- **WHAT TO WORK ON**
Please write out exactly, and only, the lines from the first in the material below to the line containing "pub fn fail(&self, entity: &'static", both included.

- **AVAILABLE RECORDS**

=== Section Start ===

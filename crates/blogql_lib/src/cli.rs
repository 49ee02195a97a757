use std::path::PathBuf;

use clap::Parser;

#[derive(Parser, Debug)]
#[clap(author, about, version)]
pub struct CliOptions {
    /// Path to the YAML configuration file. Defaults apply if omitted.
    #[clap(long, env = "BLOGQL_CONFIG")]
    pub config: Option<PathBuf>,
    /// The URL of the PostgreSQL database to use. Overrides `databaseUrl`
    /// from the configuration file.
    #[clap(long, env = "BLOGQL_DATABASE_URL")]
    pub database_url: Option<String>,
}

#[cfg(test)]
mod tests {
    use super::*;

    #[test]
    fn everything_is_optional() {
        let opts = CliOptions::try_parse_from(["blogql"]).unwrap();
        assert!(opts.config.is_none());
    }

    #[test]
    fn flags() {
        let opts = CliOptions::try_parse_from([
            "blogql",
            "--config",
            "blogql.yml",
            "--database-url",
            "postgres://localhost/blogql",
        ])
        .unwrap();
        assert_eq!(opts.config, Some(PathBuf::from("blogql.yml")));
        assert_eq!(
            opts.database_url.as_deref(),
            Some("postgres://localhost/blogql")
        );
    }
}
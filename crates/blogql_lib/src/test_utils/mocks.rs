use std::collections::HashSet;
use std::sync::Mutex;

use anyhow::anyhow;
use async_trait::async_trait;
use blogql_common_types::Id;
use blogql_store::models::{Blog, BlogComment, BlogPost, Profile, User};
use blogql_store::{Entity, EntityStore, Filter, InMemoryStore, Persistence, StoreError};

#[derive(Clone, Copy, Debug, PartialEq, Eq, Hash)]
pub struct StoreCall {
    pub entity: &'static str,
    pub method: &'static str,
}

/// A [`Persistence`] wrapper around an [`InMemoryStore`] that records every
/// call and can be told to fail all calls for chosen entity types.
#[derive(Debug, Default)]
pub struct MockPersistence {
    inner: InMemoryStore,
    calls: Mutex<Vec<StoreCall>>,
    failing: Mutex<HashSet<&'static str>>,
}

impl MockPersistence {
    pub fn new(inner: InMemoryStore) -> Self {
        Self {
            inner,
            ..Default::default()
        }
    }

    /// Makes every subsequent call for the entity named `entity` fail.
    pub fn fail(&self, entity: &'static str) {
        self.failing.lock().unwrap().insert(entity);
    }

    pub fn calls(&self) -> Vec<StoreCall> {
        self.calls.lock().unwrap().clone()
    }

    pub fn count(&self, entity: &str, method: &str) -> usize {
        self.calls()
            .iter()
            .filter(|call| call.entity == entity && call.method == method)
            .count()
    }

    pub fn reset_calls(&self) {
        self.calls.lock().unwrap().clear();
    }

    fn record<E: Entity>(&self, method: &'static str) -> Result<(), StoreError> {
        let entity = E::SCHEMA.name;
        self.calls.lock().unwrap().push(StoreCall { entity, method });

        if self.failing.lock().unwrap().contains(entity) {
            Err(StoreError::Backend(anyhow!("{} store is unavailable", entity)))
        } else {
            Ok(())
        }
    }
}

#[async_trait]
impl<E: Entity> EntityStore<E> for MockPersistence {
    async fn get_by_id(&self, id: &str) -> Result<Option<E>, StoreError> {
        self.record::<E>("get_by_id")?;
        E::store(&self.inner).get_by_id(id).await
    }

    async fn get_many_by_ids(&self, ids: &[Id]) -> Result<Vec<E>, StoreError> {
        self.record::<E>("get_many_by_ids")?;
        E::store(&self.inner).get_many_by_ids(ids).await
    }

    async fn find_many(&self, filter: Option<Filter<E::Column>>) -> Result<Vec<E>, StoreError> {
        self.record::<E>("find_many")?;
        E::store(&self.inner).find_many(filter).await
    }

    async fn create(&self, new: E::New) -> Result<E, StoreError> {
        self.record::<E>("create")?;
        E::store(&self.inner).create(new).await
    }

    async fn update(&self, id: &str, changes: E::Changes) -> Result<E, StoreError> {
        self.record::<E>("update")?;
        E::store(&self.inner).update(id, changes).await
    }
}

impl Persistence for MockPersistence {
    fn users(&self) -> &dyn EntityStore<User> {
        self
    }

    fn profiles(&self) -> &dyn EntityStore<Profile> {
        self
    }

    fn blogs(&self) -> &dyn EntityStore<Blog> {
        self
    }

    fn blog_posts(&self) -> &dyn EntityStore<BlogPost> {
        self
    }

    fn blog_comments(&self) -> &dyn EntityStore<BlogComment> {
        self
    }
}
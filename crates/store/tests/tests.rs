//! These tests need a Docker daemon to run Postgres in.

mod common;

use blogql_store::entity::{BlogCommentColumn, BlogPostColumn};
use blogql_store::models::{
    Blog, BlogComment, BlogPost, BlogPostChanges, NewBlog, NewBlogComment, NewBlogPost, NewUser,
    User, UserChanges,
};
use blogql_store::{EntityStore, Filter, Persistence, StoreError};

use crate::common::TestDatabase;

#[tokio::test]
#[ignore = "requires Docker"]
async fn empty_store_has_no_users() {
    let store = TestDatabase::new().await.unwrap();
    let users: Vec<User> = store.users().find_many(None).await.unwrap();
    assert!(users.is_empty());
}

#[tokio::test]
#[ignore = "requires Docker"]
async fn create_then_get_by_id() {
    let store = TestDatabase::new().await.unwrap();
    let user = store.author("ada@example.com").await;

    let found: Option<User> = store.users().get_by_id(&user.id).await.unwrap();
    assert_eq!(found.as_ref(), Some(&user));

    let missing: Option<User> = store.users().get_by_id("nonexistent").await.unwrap();
    assert_eq!(missing, None);
}

#[tokio::test]
#[ignore = "requires Docker"]
async fn duplicate_email_is_a_constraint_violation() {
    let store = TestDatabase::new().await.unwrap();
    store.author("ada@example.com").await;

    let res: Result<User, _> = store
        .users()
        .create(NewUser {
            email: "ada@example.com".to_string(),
            username: Some("ada".to_string()),
        })
        .await;
    assert!(matches!(res, Err(StoreError::Constraint(_))));
}

#[tokio::test]
#[ignore = "requires Docker"]
async fn posts_filter_by_blog_in_insertion_order() {
    let store = TestDatabase::new().await.unwrap();
    let user = store.author("ada@example.com").await;

    let mut blogs = vec![];
    for name in ["first", "second"] {
        let blog: Blog = store
            .blogs()
            .create(NewBlog {
                author_id: user.id.clone(),
                name: name.to_string(),
                description: String::new(),
            })
            .await
            .unwrap();
        blogs.push(blog);
    }

    let mut expected = vec![];
    for (i, blog) in blogs.iter().cycle().take(6).enumerate() {
        let post: BlogPost = store
            .blog_posts()
            .create(NewBlogPost {
                author_id: user.id.clone(),
                blog_id: blog.id.clone(),
                title: format!("post {i}"),
                content: String::new(),
                published: false,
            })
            .await
            .unwrap();
        if blog.id == blogs[0].id {
            expected.push(post);
        }
    }

    let posts: Vec<BlogPost> = store
        .blog_posts()
        .find_many(Some(Filter::eq(BlogPostColumn::BlogId, blogs[0].id.clone())))
        .await
        .unwrap();
    assert_eq!(posts, expected);

    let ids: Vec<String> = expected.iter().map(|p| p.id.clone()).collect();
    let mut many: Vec<BlogPost> = store.blog_posts().get_many_by_ids(&ids).await.unwrap();
    many.sort_by(|a, b| a.title.cmp(&b.title));
    assert_eq!(many, expected);
}

#[tokio::test]
#[ignore = "requires Docker"]
async fn comment_threads() {
    let store = TestDatabase::new().await.unwrap();
    let user = store.author("ada@example.com").await;
    let blog: Blog = store
        .blogs()
        .create(NewBlog {
            author_id: user.id.clone(),
            name: "Notes".to_string(),
            description: String::new(),
        })
        .await
        .unwrap();
    let post: BlogPost = store
        .blog_posts()
        .create(NewBlogPost {
            author_id: user.id.clone(),
            blog_id: blog.id.clone(),
            title: "Hello".to_string(),
            content: String::new(),
            published: true,
        })
        .await
        .unwrap();

    let top: BlogComment = store
        .blog_comments()
        .create(NewBlogComment {
            author_id: user.id.clone(),
            blog_post_id: post.id.clone(),
            parent_id: None,
            content: "top".to_string(),
        })
        .await
        .unwrap();
    let reply: BlogComment = store
        .blog_comments()
        .create(NewBlogComment {
            author_id: user.id.clone(),
            blog_post_id: post.id.clone(),
            parent_id: Some(top.id.clone()),
            content: "reply".to_string(),
        })
        .await
        .unwrap();

    let replies: Vec<BlogComment> = store
        .blog_comments()
        .find_many(Some(Filter::eq(BlogCommentColumn::ParentId, top.id.clone())))
        .await
        .unwrap();
    assert_eq!(replies, vec![reply]);

    let orphan: Result<BlogComment, _> = store
        .blog_comments()
        .create(NewBlogComment {
            author_id: user.id.clone(),
            blog_post_id: post.id.clone(),
            parent_id: Some("nonexistent".to_string()),
            content: "orphan".to_string(),
        })
        .await;
    assert!(matches!(orphan, Err(StoreError::Constraint(_))));
}

#[tokio::test]
#[ignore = "requires Docker"]
async fn updates_merge_supplied_fields() {
    let store = TestDatabase::new().await.unwrap();
    let user = store.author("ada@example.com").await;

    let updated: User = store
        .users()
        .update(
            &user.id,
            UserChanges {
                username: Some("ada".to_string()),
                ..Default::default()
            },
        )
        .await
        .unwrap();
    assert_eq!(updated.username.as_deref(), Some("ada"));
    assert_eq!(updated.email, user.email);
    assert!(updated.updated_at >= user.updated_at);

    let missing: Result<BlogPost, _> = store
        .blog_posts()
        .update("nonexistent", BlogPostChanges::default())
        .await;
    assert!(matches!(missing, Err(StoreError::NotFound { .. })));
}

=== Section End ===

- **OUTPUT**
filename crates/blogql_lib/src/cli.rs
repository 49ee02195a97a757
use std::path::PathBuf;

use clap::Parser;

#[derive(Parser, Debug)]
#[clap(author, about, version)]
pub struct CliOptions {
    /// Path to the YAML configuration file. Defaults apply if omitted.
    #[clap(long, env = "BLOGQL_CONFIG")]
    pub config: Option<PathBuf>,
    /// The URL of the PostgreSQL database to use. Overrides `databaseUrl`
    /// from the configuration file.
    #[clap(long, env = "BLOGQL_DATABASE_URL")]
    pub database_url: Option<String>,
}

#[cfg(test)]
mod tests {
    use super::*;

    #[test]
    fn everything_is_optional() {
        let opts = CliOptions::try_parse_from(["blogql"]).unwrap();
        assert!(opts.config.is_none());
    }

    #[test]
    fn flags() {
        let opts = CliOptions::try_parse_from([
            "blogql",
            "--config",
            "blogql.yml",
            "--database-url",
            "postgres://localhost/blogql",
        ])
        .unwrap();
        assert_eq!(opts.config, Some(PathBuf::from("blogql.yml")));
        assert_eq!(
            opts.database_url.as_deref(),
            Some("postgres://localhost/blogql")
        );
    }
}
filename crates/blogql_lib/src/test_utils/mocks.rs
use std::collections::HashSet;
use std::sync::Mutex;

use anyhow::anyhow;
use async_trait::async_trait;
use blogql_common_types::Id;
use blogql_store::models::{Blog, BlogComment, BlogPost, Profile, User};
use blogql_store::{Entity, EntityStore, Filter, InMemoryStore, Persistence, StoreError};

#[derive(Clone, Copy, Debug, PartialEq, Eq, Hash)]
pub struct StoreCall {
    pub entity: &'static str,
    pub method: &'static str,
}

/// A [`Persistence`] wrapper around an [`InMemoryStore`] that records every
/// call and can be told to fail all calls for chosen entity types.
#[derive(Debug, Default)]
pub struct MockPersistence {
    inner: InMemoryStore,
    calls: Mutex<Vec<StoreCall>>,
    failing: Mutex<HashSet<&'static str>>,
}

impl MockPersistence {
    pub fn new(inner: InMemoryStore) -> Self {
        Self {
            inner,
            ..Default::default()
        }
    }

    /// Makes every subsequent call for the entity named `entity` fail.
    pub fn fail(&self, entity: &'static str) {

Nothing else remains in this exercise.